I've previously used Argo Worfklows, which I prefer because I already have a Kubernetes environment and because it runs containers, it's totally language-agnostic which I think is a huge benefit. It also has a huge number of features for defining and controlling the workflows. Downside is that it's configuration/definition YAML's can get large and a bit messy (as YAMLs are want to do) - however, templated workflows are coming soon, which should hopefully reduce the noise.

Personally I'm reticent to use anything that re-implements its own full scheduling system instead of hooking into a pre-existing (and probably more bulletproof) one (i.e. K8s scheduler), and anything that _requires_ me to write all of my ETL/schedulable code in Python.

1 comments

Argo implements its own scheduler AFAIK, otherwise how would it manage dependencies and the execution graph.
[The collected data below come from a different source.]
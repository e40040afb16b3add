//! The drinks catalog and its in-memory store

use std::sync::Arc;

use serde::{Deserialize, Serialize};
use tokio::sync::RwLock;

/// One ingredient line of a drink recipe
#[derive(Clone, Debug, PartialEq, Eq, Serialize, Deserialize)]
pub struct Ingredient {
    /// The ingredient name, omitted from the public short view
    #[serde(default, skip_serializing_if = "Option::is_none")]
    pub name: Option<String>,
    /// The display color of this portion of the drink
    pub color: String,
    /// How many parts of the drink this ingredient makes up
    pub parts: u32,
}

/// The short, public view of an ingredient: color and proportion only
#[derive(Clone, Debug, Serialize)]
pub struct IngredientSummary {
    /// The display color of this portion of the drink
    pub color: String,
    /// How many parts of the drink this ingredient makes up
    pub parts: u32,
}

/// A drink in the catalog
#[derive(Clone, Debug, PartialEq, Eq, Serialize)]
pub struct Drink {
    /// The store-assigned identifier
    pub id: i64,
    /// The drink's display title, unique within the catalog
    pub title: String,
    /// The full recipe, including ingredient names
    pub recipe: Vec<Ingredient>,
}

/// The short, public view of a drink
#[derive(Clone, Debug, Serialize)]
pub struct DrinkSummary {
    /// The store-assigned identifier
    pub id: i64,
    /// The drink's display title
    pub title: String,
    /// The recipe with ingredient names stripped
    pub recipe: Vec<IngredientSummary>,
}

impl Drink {
    /// The public view of this drink, with ingredient names stripped
    pub fn summary(&self) -> DrinkSummary {
        DrinkSummary {
            id: self.id,
            title: self.title.clone(),
            recipe: self
                .recipe
                .iter()
                .map(|i| IngredientSummary {
                    color: i.color.clone(),
                    parts: i.parts,
                })
                .collect(),
        }
    }
}

#[derive(Debug, Default)]
struct StoreInner {
    drinks: Vec<Drink>,
    next_id: i64,
}

/// A shared, in-memory drinks catalog
#[derive(Clone, Debug)]
#[must_use]
pub struct DrinkStore {
    inner: Arc<RwLock<StoreInner>>,
}

impl Default for DrinkStore {
    fn default() -> Self {
        Self::new()
    }
}

impl DrinkStore {
    /// An empty catalog
    pub fn new() -> Self {
        Self {
            inner: Arc::new(RwLock::new(StoreInner {
                drinks: Vec::new(),
                next_id: 1,
            })),
        }
    }

    /// A catalog pre-populated with the house menu
    pub fn seeded() -> Self {
        let drinks = vec![
            Drink {
                id: 1,
                title: "Water".to_owned(),
                recipe: vec![ingredient("water", "blue", 1)],
            },
            Drink {
                id: 2,
                title: "Matcha Shake".to_owned(),
                recipe: vec![
                    ingredient("milk", "grey", 3),
                    ingredient("matcha", "green", 1),
                ],
            },
            Drink {
                id: 3,
                title: "Flatwhite".to_owned(),
                recipe: vec![
                    ingredient("milk", "grey", 3),
                    ingredient("coffee", "brown", 1),
                ],
            },
        ];

        Self {
            inner: Arc::new(RwLock::new(StoreInner { drinks, next_id: 4 })),
        }
    }

    /// Lists every drink in the catalog
    pub async fn list(&self) -> Vec<Drink> {
        self.inner.read().await.drinks.clone()
    }

    /// Adds a drink, assigning it the next identifier
    ///
    /// Titles are unique, compared case-insensitively. Returns `None` if a
    /// drink with the same title already exists.
    pub async fn create(&self, title: String, recipe: Vec<Ingredient>) -> Option<Drink> {
        let mut inner = self.inner.write().await;

        if inner
            .drinks
            .iter()
            .any(|d| d.title.eq_ignore_ascii_case(&title))
        {
            return None;
        }

        let drink = Drink {
            id: inner.next_id,
            title,
            recipe,
        };
        inner.next_id += 1;
        inner.drinks.push(drink.clone());
        Some(drink)
    }

    /// Applies a partial update to the drink with the given identifier
    ///
    /// Returns `None` if no such drink exists.
    pub async fn update(
        &self,
        id: i64,
        title: Option<String>,
        recipe: Option<Vec<Ingredient>>,
    ) -> Option<Drink> {
        let mut inner = self.inner.write().await;
        let drink = inner.drinks.iter_mut().find(|d| d.id == id)?;

        if let Some(title) = title {
            drink.title = title;
        }
        if let Some(recipe) = recipe {
            drink.recipe = recipe;
        }

        Some(drink.clone())
    }

    /// Removes the drink with the given identifier
    ///
    /// Returns `None` if no such drink exists.
    pub async fn delete(&self, id: i64) -> Option<i64> {
        let mut inner = self.inner.write().await;
        let position = inner.drinks.iter().position(|d| d.id == id)?;
        inner.drinks.remove(position);
        Some(id)
    }
}

fn ingredient(name: &str, color: &str, parts: u32) -> Ingredient {
    Ingredient {
        name: Some(name.to_owned()),
        color: color.to_owned(),
        parts,
    }
}
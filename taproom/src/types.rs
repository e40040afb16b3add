//! Strongly-typed wrappers for the claim and key-set strings

use std::fmt;

use serde::{Deserialize, Serialize};

macro_rules! typed_string {
    (
        $(#[$meta:meta])*
        $name:ident
    ) => {
        $(#[$meta])*
        #[derive(Clone, Debug, PartialEq, Eq, Hash, PartialOrd, Ord, Serialize, Deserialize)]
        #[serde(transparent)]
        #[repr(transparent)]
        pub struct $name(String);

        impl $name {
            /// Constructs a new value from a string
            #[inline]
            pub fn new(value: impl Into<String>) -> Self {
                Self(value.into())
            }

            /// A view of the underlying string
            #[inline]
            #[must_use]
            pub fn as_str(&self) -> &str {
                &self.0
            }

            /// Extracts the underlying string
            #[inline]
            #[must_use]
            pub fn into_string(self) -> String {
                self.0
            }
        }

        impl fmt::Display for $name {
            fn fmt(&self, f: &mut fmt::Formatter) -> fmt::Result {
                f.write_str(&self.0)
            }
        }

        impl From<&str> for $name {
            #[inline]
            fn from(value: &str) -> Self {
                Self(value.to_owned())
            }
        }

        impl From<String> for $name {
            #[inline]
            fn from(value: String) -> Self {
                Self(value)
            }
        }

        impl PartialEq<str> for $name {
            #[inline]
            fn eq(&self, other: &str) -> bool {
                self.0 == other
            }
        }

        impl PartialEq<&str> for $name {
            #[inline]
            fn eq(&self, other: &&str) -> bool {
                self.0 == *other
            }
        }

        impl AsRef<str> for $name {
            #[inline]
            fn as_ref(&self) -> &str {
                &self.0
            }
        }
    };
}

typed_string! {
    /// An audience expected or claimed by a token
    Audience
}

typed_string! {
    /// An issuer of tokens
    Issuer
}

typed_string! {
    /// The subject of a token
    Subject
}

typed_string! {
    /// An identifier linking a token to the signing key that produced it
    KeyId
}
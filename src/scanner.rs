//! Tree walk and candidate classification.

use crate::config::SweepConfig;

use anyhow::{bail, Result};
use ignore::WalkBuilder;
use std::fs;
use std::path::{Path, PathBuf};

/// Kind of filesystem entry a candidate refers to.
#[derive(Debug, Clone, Copy, PartialEq, Eq)]
pub enum CandidateKind {
    File,
    Directory,
}

/// A single entry marked for removal during the scan.
#[derive(Debug)]
pub struct Candidate {
    pub kind: CandidateKind,
    pub path: PathBuf,
    pub size: u64,
}

impl Candidate {
    pub fn is_dir(&self) -> bool {
        self.kind == CandidateKind::Directory
    }
}

/// Calculate total size of a directory subtree.
/// Uses symlink_metadata throughout so symlinks are neither followed nor
/// counted.
fn calculate_dir_size(path: &Path) -> u64 {
    let mut total = 0u64;

    if let Ok(entries) = fs::read_dir(path) {
        for entry in entries.flatten() {
            let entry_path = entry.path();

            if let Ok(metadata) = fs::symlink_metadata(&entry_path) {
                if metadata.is_file() {
                    total += metadata.len();
                } else if metadata.is_dir() {
                    total += calculate_dir_size(&entry_path);
                }
            }
        }
    }

    total
}

/// Walk `root` top-down and collect every entry matching the configured
/// deny-lists.
///
/// A directory whose name is in the delete-folder set becomes exactly one
/// directory candidate; nothing beneath it is enumerated separately. A
/// directory whose name is in the skip-folder set is never descended into and
/// never a candidate itself. Files match when their lowercased name ends with
/// a delete-extension and no protected-extension.
pub fn scan(root: &Path, config: &SweepConfig) -> Result<Vec<Candidate>> {
    if !root.exists() {
        bail!("Root directory {} does not exist", root.display());
    }
    if !root.is_dir() {
        bail!("Root path {} is not a directory", root.display());
    }

    let root = root.canonicalize().unwrap_or_else(|_| root.to_path_buf());

    let mut candidates = Vec::new();
    let mut pruned_dirs: Vec<PathBuf> = Vec::new();

    let skip_config = config.clone();
    let walker = WalkBuilder::new(&root)
        .hidden(false)
        // Gitignore handling is irrelevant here: the deny-lists are the
        // single source of truth for what gets removed.
        .git_ignore(false)
        .ignore(false)
        .git_global(false)
        .git_exclude(false)
        .filter_entry(move |entry| {
            // Never traverse skip-folders
            if entry.file_type().is_some_and(|ft| ft.is_dir()) {
                if let Some(name) = entry.path().file_name().and_then(|n| n.to_str()) {
                    if skip_config.dir_skipped(name) {
                        return false;
                    }
                }
            }
            true
        })
        .build();

    for result in walker {
        let entry = match result {
            Ok(entry) => entry,
            Err(err) => {
                eprintln!("Warning: failed to access entry: {}", err);
                continue;
            }
        };

        let path = entry.path();

        // The root itself is never a candidate
        if path == root.as_path() {
            continue;
        }

        // Skip anything inside an already-matched directory
        if pruned_dirs.iter().any(|dir| path.starts_with(dir)) {
            continue;
        }

        let metadata = match fs::symlink_metadata(path) {
            Ok(meta) => meta,
            Err(err) => {
                eprintln!(
                    "Warning: could not get metadata for {}: {}",
                    path.display(),
                    err
                );
                continue;
            }
        };

        // Symlinks are never candidates; removing them could reach outside
        // the tree being cleaned
        if metadata.is_symlink() {
            continue;
        }

        let Some(name) = path.file_name().and_then(|n| n.to_str()) else {
            continue;
        };

        if metadata.is_dir() {
            if config.dir_matches(name) {
                candidates.push(Candidate {
                    kind: CandidateKind::Directory,
                    path: path.to_path_buf(),
                    size: calculate_dir_size(path),
                });
                pruned_dirs.push(path.to_path_buf());
            }
        } else if config.file_matches(name) {
            candidates.push(Candidate {
                kind: CandidateKind::File,
                path: path.to_path_buf(),
                size: metadata.len(),
            });
        }
    }

    Ok(candidates)
}
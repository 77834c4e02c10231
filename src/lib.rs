//! EdaSweep - EDA Artifact Sweeper
//!
//! EdaSweep removes build and simulation artifacts left behind by Quartus and
//! ModelSim/Questa runs (plus general scripting byproducts) from a project
//! tree. Classification is driven by four case-insensitive deny-lists:
//! file extensions to delete, protected extensions that always survive,
//! directory names whose whole subtree is disposable, and directory names
//! that are never scanned at all. Built-in defaults can be extended with a
//! sidecar `sweep_config.json` placed next to the executable.
//!
//! The pipeline is scan → report → confirm → remove; dry-run stops after the
//! report, and per-item removal failures never abort the batch.

pub mod config;
pub mod confirm;
pub mod remover;
pub mod report;
pub mod scanner;

// Re-export commonly used items
pub use config::{parse_sidecar, SidecarConfig, SweepConfig, SIDECAR_FILE_NAME};
pub use confirm::{AssumeYes, Confirmer, ConsoleConfirmer};
pub use remover::{remove_all, RemovalFailure, RemovalSummary};
pub use report::print_candidates;
pub use scanner::{scan, Candidate, CandidateKind};
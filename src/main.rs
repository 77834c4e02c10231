use anyhow::{Context, Result};
use clap::Parser;
use colored::Colorize;
use humansize::{format_size, BINARY};
use std::path::PathBuf;

use edasweep::{
    print_candidates, remove_all, scan, AssumeYes, Confirmer, ConsoleConfirmer, SweepConfig,
};

#[derive(Parser, Debug)]
#[command(
    author,
    version,
    about = "Find and remove Quartus/ModelSim build and simulation artifacts",
    long_about = None
)]
struct Args {
    /// Directory to sweep (defaults to current directory)
    #[arg(default_value = ".")]
    root: PathBuf,

    /// List what would be removed, but don't remove anything
    #[arg(long, short = 'n')]
    dry_run: bool,

    /// Skip the confirmation prompt before removing
    #[arg(long, short)]
    yes: bool,

    /// Show each file/directory as it is removed
    #[arg(long, short)]
    verbose: bool,

    /// Extra configuration file (defaults to sweep_config.json next to the executable)
    #[arg(long)]
    config: Option<PathBuf>,
}

fn main() -> Result<()> {
    let args = Args::parse();

    let config = SweepConfig::load(args.config.as_deref());

    println!("Sweeping: {}\n", args.root.display());

    let candidates = scan(&args.root, &config)
        .with_context(|| format!("Failed to scan {}", args.root.display()))?;

    if candidates.is_empty() {
        println!("Nothing to sweep.");
        return Ok(());
    }

    print_candidates(&candidates);

    if args.dry_run {
        println!("\nDry run: nothing was removed.");
        return Ok(());
    }

    let confirmer: Box<dyn Confirmer> = if args.yes {
        Box::new(AssumeYes)
    } else {
        Box::new(ConsoleConfirmer)
    };

    if !confirmer.confirm("\nPermanently remove ALL of the above?") {
        println!("Cancelled. Nothing was removed.");
        return Ok(());
    }

    let summary = remove_all(&candidates, args.verbose);

    println!(
        "\n{}",
        format!(
            "Swept {} items ({} reclaimed)",
            summary.removed,
            format_size(summary.reclaimed_bytes, BINARY)
        )
        .green()
        .bold()
    );

    // Per-item failures were already reported; they don't fail the run
    if !summary.failures.is_empty() {
        eprintln!("{} items could not be removed.", summary.failures.len());
    }

    Ok(())
}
The part that Argo is using K8S for is orchestration, which Airflow can do as well with the KubernetesPodOperator, but it's not a cloud native solution and it spins the whole scheduler and backend for each task.

We tried to make Polyaxon[0] work with Airflow for Machine Learning specific workflows, but it was very painful and it does not have a good state/artifacts management, which leaves the users tweaking around. We end up making a simple abstraction on top K8S, much easier, to provide features for parallel executions, dependencies, failure handling, retries, ... as well as handling ML specific graphs such as hyperparameter tuning and distributed scheduling.

[0]: https://github.com/polyaxon/polyaxon

Oh interesting, TIL.

By the way, Polyaxon looks awesome, I’ve been wanting to try it for a while, but just don’t have any machine learning projects in the pipeline at the moment alas.